Emanuel’s final budget adds $1 million for sidewalk repair; aldermen unimpressed

SHARE Emanuel’s final budget adds $1 million for sidewalk repair; aldermen unimpressed

Mayor Rahm Emanuel’s final city budget will have an extra $1 million in a program that splits the cost of new sidewalks with homeowners who apply. | Sun-Times file photo

Mayor Rahm Emanuel’s final budget will add $1 million to Chicago’s 50-50 sidewalk program, but at least two aldermen were not impressed.

The increased funding for, what is now a $3 million-a-year program paves the way for “around 400” more property owners to split the tab for sidewalk repairs with City Hall. Over the last five years an average of 840 property owners — out of about 2,000 applicants — have been selected each year.

But those people will have to move quickly to take the city up on its offer before money for the first-come, first-served program runs out.

“It sells out in two seconds. Maybe this [extra money] extends it for a few more minutes. That would just add a few residents to the list,” said Ald. Scott Waguespack (32nd), one of Emanuel’s most outspoken City Council critics. “But I don’t think it would take care of the long list of sidewalk problems that there are.”

Waguespack noted pedestrians who trip over broken or uneven sidewalks routinely sue the city and win judgments to compensate them for their injuries.

“We’ve had situations where we have absentee landlords who just don’t want to fix a sidewalk,” he said.

“What they need to do in some cases is have a pro-active system where the department goes out and says, ‘We’re gonna do 50-50 with you, but you have to get this done within X amount of time because of safety issues.'”

Far South Side Ald. Anthony Beale (9th) argued that the $1 million would be better spent on emergency assistance for struggling homeowners.

“You might have a senior who’s on a fixed income and has a leaky roof and can’t afford to get their roof fixed. Or they have a front porch that’s falling apart and they can’t get up the front stairs. Or their furnace goes out and they just can’t afford to have the furnace or the hot water heater repaired. That’s a better use of that money,” Beale said.

Emanuel announced the latest legacy-building plumb in his final budget during a news conference Monday in the 6000-block of North Melvina.

That’s located in the 39th Ward of retiring Ald. Marge Laurino (39th), one of Emanuel’s staunchest City Council supporters.

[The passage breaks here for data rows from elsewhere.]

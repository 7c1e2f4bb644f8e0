//! Lock-Free SPSC Event Ring: signal handler → main flow
//!
//! Producer = signal handler (push), consumer = main flow (pop).
//! Lamport queue, semua slot di-alokasi saat init. Push tidak pernah
//! alokasi, tidak pernah lock, jadi aman dari konteks signal.

use std::cell::UnsafeCell;
use std::mem::MaybeUninit;
use std::sync::atomic::{AtomicUsize, Ordering};

/// Padding untuk cache line isolation (64 bytes pada x86-64)
#[repr(C, align(64))]
struct CacheLinePadded<T> {
    value: T,
}

/// Fixed-capacity single-producer single-consumer ring.
///
/// `N` must be a power of two.
#[repr(C)]
pub struct RingBuffer<T, const N: usize> {
    // Ditulis hanya oleh producer (handler)
    head: CacheLinePadded<AtomicUsize>,
    // Ditulis hanya oleh consumer (main flow)
    tail: CacheLinePadded<AtomicUsize>,
    slots: Box<[UnsafeCell<MaybeUninit<T>>]>,
}

// SAFETY: satu producer menulis head, satu consumer menulis tail, dan
// slot hanya disentuh oleh sisi yang sedang memilikinya (Acquire/Release).
unsafe impl<T: Send, const N: usize> Send for RingBuffer<T, N> {}
unsafe impl<T: Send, const N: usize> Sync for RingBuffer<T, N> {}

impl<T: Copy, const N: usize> Default for RingBuffer<T, N> {
    fn default() -> Self {
        Self::new()
    }
}

impl<T: Copy, const N: usize> RingBuffer<T, N> {
    const MASK: usize = N - 1;

    /// Alokasi hanya terjadi di sini, sebelum handler dipasang.
    ///
    /// # Panics
    /// Panic jika N bukan power of 2
    pub fn new() -> Self {
        assert!(N > 0 && N.is_power_of_two(), "N must be power of 2");

        let slots = (0..N)
            .map(|_| UnsafeCell::new(MaybeUninit::uninit()))
            .collect::<Vec<_>>()
            .into_boxed_slice();

        Self {
            head: CacheLinePadded {
                value: AtomicUsize::new(0),
            },
            tail: CacheLinePadded {
                value: AtomicUsize::new(0),
            },
            slots,
        }
    }

    /// Producer side. Returns `false` when full; the value is not stored.
    #[inline(always)]
    pub fn push(&self, value: T) -> bool {
        let head = self.head.value.load(Ordering::Relaxed);
        let tail = self.tail.value.load(Ordering::Acquire);

        if head.wrapping_sub(tail) >= N {
            return false;
        }

        // SAFETY: slot di antara tail..head+N belum dibaca consumer
        unsafe {
            (*self.slots[head & Self::MASK].get()).write(value);
        }

        self.head
            .value
            .store(head.wrapping_add(1), Ordering::Release);
        true
    }

    /// Consumer side.
    #[inline(always)]
    pub fn pop(&self) -> Option<T> {
        let tail = self.tail.value.load(Ordering::Relaxed);
        let head = self.head.value.load(Ordering::Acquire);

        if tail == head {
            return None;
        }

        // SAFETY: producer sudah publish slot ini lewat Release pada head
        let value = unsafe { (*self.slots[tail & Self::MASK].get()).assume_init_read() };

        self.tail
            .value
            .store(tail.wrapping_add(1), Ordering::Release);
        Some(value)
    }

    #[inline(always)]
    pub fn len(&self) -> usize {
        let head = self.head.value.load(Ordering::Acquire);
        let tail = self.tail.value.load(Ordering::Acquire);
        head.wrapping_sub(tail)
    }

    #[inline(always)]
    pub fn is_empty(&self) -> bool {
        self.len() == 0
    }

    pub const fn capacity(&self) -> usize {
        N
    }
}
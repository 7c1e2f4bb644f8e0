//! Channel Layer: Payload-Free Notifications
//!
//! Satu-satunya primitive yang dipakai protokol: "event jenis A atau B
//! terjadi", dialamatkan ke sebuah pid. Pada Unix ini adalah
//! `SIGUSR1`/`SIGUSR2` lewat `kill(2)`.
//!
//! Fitur:
//! - `Notifier` trait supaya sesi bisa diuji dengan channel in-process
//! - Handler install via `sigaction` dengan kedua sinyal data di-mask
//! - Self-pipe + mio untuk membangunkan main flow receiver

pub mod signal;
mod wake;

pub use signal::SignalNotifier;
pub use wake::{wake_pipe, WakeHandle, WakeWaiter};

use crate::error::TransportResult;
use crate::protocol::{Notification, Pid};

/// Sends one payload-free notification to a process.
///
/// Implementations used from signal-handler context must be
/// async-signal-safe: no allocation, no locks.
pub trait Notifier {
    fn notify(&self, target: Pid, kind: Notification) -> TransportResult<()>;
}

impl<N: Notifier + ?Sized> Notifier for &N {
    #[inline(always)]
    fn notify(&self, target: Pid, kind: Notification) -> TransportResult<()> {
        (**self).notify(target, kind)
    }
}
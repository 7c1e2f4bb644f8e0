//! Byte Accumulator milik receiver
//!
//! Menyimpan byte yang sedang dibangun + cursor bit (7 → 0).
//! Ditulis dari signal handler, dibaca dari main flow, jadi semua field
//! adalah atomic satu-word. Tidak ada lock.

use std::sync::atomic::{AtomicI8, AtomicU8, Ordering};

use crate::protocol::{Bit, Decoded, FIRST_BIT};

/// Partially reconstructed byte plus its bit cursor.
///
/// Invariant: cursor is always in `[-1, 7]`. It only reaches `-1` inside
/// [`fold`](Self::fold), which flushes the byte and resets to `(0, 7)`
/// before returning.
pub struct ByteAccumulator {
    value: AtomicU8,
    cursor: AtomicI8,
}

impl Default for ByteAccumulator {
    fn default() -> Self {
        Self::new()
    }
}

impl ByteAccumulator {
    pub const fn new() -> Self {
        Self {
            value: AtomicU8::new(0),
            cursor: AtomicI8::new(FIRST_BIT),
        }
    }

    /// Fold satu bit ke posisi cursor
    ///
    /// Returns `Some` hanya jika bit ini melengkapi byte. Aman dipanggil
    /// dari signal handler: tidak ada alokasi, tidak ada I/O.
    #[inline(always)]
    pub fn fold(&self, bit: Bit) -> Option<Decoded> {
        let cursor = self.cursor.load(Ordering::Acquire).clamp(0, FIRST_BIT);
        let mask = 1u8 << cursor;

        if bit.is_one() {
            self.value.fetch_or(mask, Ordering::AcqRel);
        } else {
            self.value.fetch_and(!mask, Ordering::AcqRel);
        }

        let next = cursor - 1;
        self.cursor.store(next, Ordering::Release);

        if next >= 0 {
            return None;
        }

        // Byte lengkap: flush lalu reset sebelum bit berikutnya diterima
        let byte = self.value.swap(0, Ordering::AcqRel);
        self.cursor.store(FIRST_BIT, Ordering::Release);

        Some(Decoded::from_byte(byte))
    }

    /// Snapshot `(value, cursor)` untuk observasi dari main flow
    #[inline(always)]
    pub fn snapshot(&self) -> (u8, i8) {
        (
            self.value.load(Ordering::Acquire),
            self.cursor.load(Ordering::Acquire),
        )
    }

    /// True when no partial byte is pending.
    #[inline(always)]
    pub fn is_idle(&self) -> bool {
        self.snapshot() == (0, FIRST_BIT)
    }

    /// Bits received so far for the byte in progress.
    #[inline(always)]
    pub fn pending_bits(&self) -> u8 {
        let cursor = self.cursor.load(Ordering::Acquire).clamp(-1, FIRST_BIT);
        (FIRST_BIT - cursor) as u8
    }
}

#[cfg(test)]
mod tests {
    use super::*;

    fn feed(acc: &ByteAccumulator, byte: u8) -> Option<Decoded> {
        let mut out = None;
        for i in (0..8).rev() {
            out = acc.fold(Bit::of(byte, i));
            if i > 0 {
                assert_eq!(out, None);
            }
        }
        out
    }

    #[test]
    fn test_initial_state() {
        let acc = ByteAccumulator::new();
        assert_eq!(acc.snapshot(), (0, 7));
        assert!(acc.is_idle());
        assert_eq!(acc.pending_bits(), 0);
    }

    #[test]
    fn test_fold_full_byte() {
        let acc = ByteAccumulator::new();
        assert_eq!(feed(&acc, b'A'), Some(Decoded::Byte(b'A')));
        assert!(acc.is_idle());
    }

    #[test]
    fn test_partial_byte_not_emitted() {
        let acc = ByteAccumulator::new();
        acc.fold(Bit::One);
        acc.fold(Bit::One);
        acc.fold(Bit::Zero);

        let (value, cursor) = acc.snapshot();
        assert_eq!(value, 0b1100_0000);
        assert_eq!(cursor, 4);
        assert_eq!(acc.pending_bits(), 3);
        assert!(!acc.is_idle());
    }

    #[test]
    fn test_terminator_resets_state() {
        let acc = ByteAccumulator::new();
        assert_eq!(feed(&acc, 0xFF), Some(Decoded::Byte(0xFF)));
        assert_eq!(feed(&acc, 0), Some(Decoded::EndOfMessage));
        assert!(acc.is_idle());

        // New message starts fresh
        assert_eq!(feed(&acc, b'z'), Some(Decoded::Byte(b'z')));
    }

    #[test]
    fn test_zero_bit_clears_stale_value() {
        // Setelah 0xFF, byte berikutnya harus tetap bersih
        let acc = ByteAccumulator::new();
        feed(&acc, 0xFF);
        assert_eq!(feed(&acc, 0x01), Some(Decoded::Byte(0x01)));
    }
}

There, Emanuel argued that the sidewalk sharing program that “continues to grow in popularity” needs and deserves more resources.

“It is always over-subscribed….It’s slightly, although it’s a bit of an exaggeration, like a Lollapalooza ticket. It goes quick –– like that –– and then, we’re done,” the mayor said.

“For years, I’ve wanted to expand the program. We haven’t had the resources. But with a better fiscal condition and a healthier economy growing jobs, we have the opportunity…This is one of a series of things we’ll be talking about [in the budget] because the quality of life of our neighborhoods equals the vibrancy of our city.”

Laurino said demand for the sidewalk-sharing program is so great, she advises homeowners in her far Northwest Side ward to “either stay up late or get up early because it gets sold-out. Kind of like a concert.”

The Shared Cost Sidewalk program is open to all Chicago property owners with non-vaulted sidewalks — meaning sidewalks poured directly on solid ground. Vaulted sidewalks common in the Loop and other commercial areas, are built over open space.

Property owners apply at the start of each year by calling the city’s 311 non-emergency number or by filling out a service request at www.cityofchicago.org/311.

Owners of midblock homes routinely end up paying anywhere from $600 to $1,500 for sidewalk repairs.

City Hall claims that is “well below” what private contractors charge. Senior citizens and property owners with disabilities receive a 50-percent discount on their share of the work.

After applications are submitted, engineers from the Chicago Department of Transportation survey the sidewalk. City subsidies are made available, only for sidewalks sections determined to be in poor condition.

CDOT engineers then send the property owner an invoice with the estimate. Owners have 45 days to accept or reject the city’s estimate. Last year, roughly 40 percent of the property owners who applied agreed to participate.